RECORDS FOR THIS EXERCISE =>
------------------------------------

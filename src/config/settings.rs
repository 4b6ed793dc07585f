// Copyright 2025 Kirky.X
//
// Licensed under the Apache License, Version 2.0 (the "License");
// you may not use this file except in compliance with the License.
// You may obtain a copy of the License at
//
//     http://www.apache.org/licenses/LICENSE-2.0
//
// Unless required by applicable law or agreed to in writing, software
// distributed under the License is distributed on an "AS IS" BASIS,
// WITHOUT WARRANTIES OR CONDITIONS OF ANY KIND, either express or implied.
// See the License for the specific language governing permissions and
// limitations under the License.

use config::{Config, ConfigError, Environment, File};
use serde::Deserialize;
use std::time::Duration;

/// 默认 User-Agent
pub const DEFAULT_USER_AGENT: &str = "Mozilla/5.0 (Windows NT 10.0; Win64; x64) AppleWebKit/537.36 (KHTML, like Gecko) Chrome/114.0.0.0 Safari/537.36";

/// 默认允许爬取的域名
pub const DEFAULT_ALLOWED_DOMAINS: [&str; 5] = [
    "botcreators.ru",
    "structura.app",
    "automatisation.art",
    "mindbox.ru",
    "skillfactory.ru",
];

/// 应用程序配置设置
///
/// 包含服务器、数据库、爬虫、渲染器、工作器、规则和指标等所有配置项
#[derive(Debug, Clone, Deserialize)]
pub struct Settings {
    /// 服务器配置
    pub server: ServerSettings,
    /// 数据库配置
    pub database: DatabaseSettings,
    /// 爬虫配置
    pub scraper: ScraperSettings,
    /// 渲染器配置
    pub renderer: RendererSettings,
    /// 工作器配置
    pub workers: WorkerSettings,
    /// 规则文件配置
    #[serde(default)]
    pub rules: RulesSettings,
    /// 指标配置
    pub metrics: MetricsSettings,
}

/// 数据库配置设置
#[derive(Debug, Clone, Deserialize)]
pub struct DatabaseSettings {
    /// 数据库连接URL
    pub url: String,
    /// 最大连接数
    pub max_connections: Option<u32>,
    /// 最小连接数
    pub min_connections: Option<u32>,
    /// 连接超时时间（秒）
    pub connect_timeout: Option<u64>,
    /// 空闲连接超时时间（秒）
    pub idle_timeout: Option<u64>,
}

/// 服务器配置设置
#[derive(Debug, Clone, Deserialize)]
pub struct ServerSettings {
    /// 服务器监听主机地址
    pub host: String,
    /// 服务器监听端口
    pub port: u16,
}

/// 爬虫配置设置
#[derive(Debug, Clone, Deserialize)]
pub struct ScraperSettings {
    /// 请求使用的 User-Agent
    pub user_agent: String,
    /// 单次抓取超时时间（秒）
    pub timeout_secs: u64,
    /// 默认最大爬取深度
    pub max_depth: u32,
    /// 允许爬取的域名列表
    pub allowed_domains: Vec<String>,
    /// 同时进行的最大抓取数
    pub max_concurrent_fetches: usize,
}

impl ScraperSettings {
    pub fn timeout(&self) -> Duration {
        Duration::from_secs(self.timeout_secs)
    }
}

impl Default for ScraperSettings {
    fn default() -> Self {
        Self {
            user_agent: DEFAULT_USER_AGENT.to_string(),
            timeout_secs: 30,
            max_depth: 2,
            allowed_domains: DEFAULT_ALLOWED_DOMAINS
                .iter()
                .map(|d| d.to_string())
                .collect(),
            max_concurrent_fetches: 8,
        }
    }
}

/// 渲染器类型
#[derive(Debug, Clone, Copy, PartialEq, Eq, Deserialize)]
#[serde(rename_all = "lowercase")]
pub enum RendererKind {
    /// 无头 Chrome 渲染
    Chrome,
    /// 纯HTTP抓取
    Http,
}

/// 渲染器配置设置
#[derive(Debug, Clone, Deserialize)]
pub struct RendererSettings {
    /// 渲染器类型
    pub kind: RendererKind,
    /// 渲染超时时间（秒）
    pub timeout_secs: u64,
    /// 页面加载后的等待时间（毫秒）
    pub settle_ms: u64,
    /// 远程调试地址，设置后连接已有的 Chrome 实例
    pub remote_debugging_url: Option<String>,
}

impl RendererSettings {
    pub fn timeout(&self) -> Duration {
        Duration::from_secs(self.timeout_secs)
    }
}

/// 工作器配置设置
#[derive(Debug, Clone, Deserialize)]
pub struct WorkerSettings {
    /// 工作器数量
    pub count: usize,
    /// 任务队列容量
    pub queue_capacity: usize,
    /// 关闭时等待剩余任务完成的秒数
    pub shutdown_grace_secs: u64,
}

impl WorkerSettings {
    pub fn shutdown_grace(&self) -> Duration {
        Duration::from_secs(self.shutdown_grace_secs)
    }
}

/// 规则文件配置设置
#[derive(Debug, Clone, Default, Deserialize)]
pub struct RulesSettings {
    /// 选择器规则覆盖文件（YAML）
    pub selectors_path: Option<String>,
    /// 块模板种子文件（YAML）
    pub templates_path: Option<String>,
}

/// 指标配置设置
#[derive(Debug, Clone, Deserialize)]
pub struct MetricsSettings {
    /// 是否启用 Prometheus 导出
    pub enabled: bool,
    /// 导出监听地址
    pub listen_addr: String,
}

impl Settings {
    /// 创建新的配置实例
    ///
    /// 依次合并默认值、`config/default`、`config/{APP_ENVIRONMENT}` 和
    /// `PAGEBLOCKS__` 前缀的环境变量
    ///
    /// # Returns
    ///
    /// * `Ok(Settings)` - 成功加载的配置
    /// * `Err(ConfigError)` - 配置加载失败
    pub fn new() -> Result<Self, ConfigError> {
        let env = std::env::var("APP_ENVIRONMENT").unwrap_or_else(|_| "default".to_string());
        Self::builder()?
            .add_source(File::with_name("config/default").required(false))
            .add_source(File::with_name(&format!("config/{}", env)).required(false))
            .add_source(
                Environment::with_prefix("PAGEBLOCKS")
                    .prefix_separator("__")
                    .separator("__")
                    .list_separator(",")
                    .with_list_parse_key("scraper.allowed_domains")
                    .try_parsing(true),
            )
            .build()?
            .try_deserialize()
    }

    /// 仅使用内置默认值构建配置
    pub fn defaults() -> Result<Self, ConfigError> {
        Self::builder()?.build()?.try_deserialize()
    }

    fn builder() -> Result<config::builder::ConfigBuilder<config::builder::DefaultState>, ConfigError>
    {
        let scraper = ScraperSettings::default();
        Config::builder()
            // Start with default settings
            .set_default("server.host", "0.0.0.0")?
            .set_default("server.port", 3000)?
            // Default DB pool settings
            .set_default("database.url", "sqlite::memory:")?
            .set_default("database.max_connections", 20)?
            .set_default("database.min_connections", 1)?
            .set_default("database.connect_timeout", 10)?
            .set_default("database.idle_timeout", 300)?
            // Crawler
            .set_default("scraper.user_agent", scraper.user_agent)?
            .set_default("scraper.timeout_secs", scraper.timeout_secs)?
            .set_default("scraper.max_depth", scraper.max_depth as u64)?
            .set_default("scraper.allowed_domains", scraper.allowed_domains)?
            .set_default(
                "scraper.max_concurrent_fetches",
                scraper.max_concurrent_fetches as u64,
            )?
            // Renderer
            .set_default("renderer.kind", "chrome")?
            .set_default("renderer.timeout_secs", 30)?
            .set_default("renderer.settle_ms", 2000)?
            // Workers
            .set_default("workers.count", 4)?
            .set_default("workers.queue_capacity", 64)?
            .set_default("workers.shutdown_grace_secs", 30)?
            // Metrics
            .set_default("metrics.enabled", false)?
            .set_default("metrics.listen_addr", "0.0.0.0:9000")
    }
}

#[cfg(test)]
#[path = "settings_test.rs"]
mod tests;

------------------------------------

Copy out every line of the listing that includes the string "serde".

WRITTEN ANSWER =>
use serde::Deserialize;
    #[serde(default)]
#[serde(rename_all = "lowercase")]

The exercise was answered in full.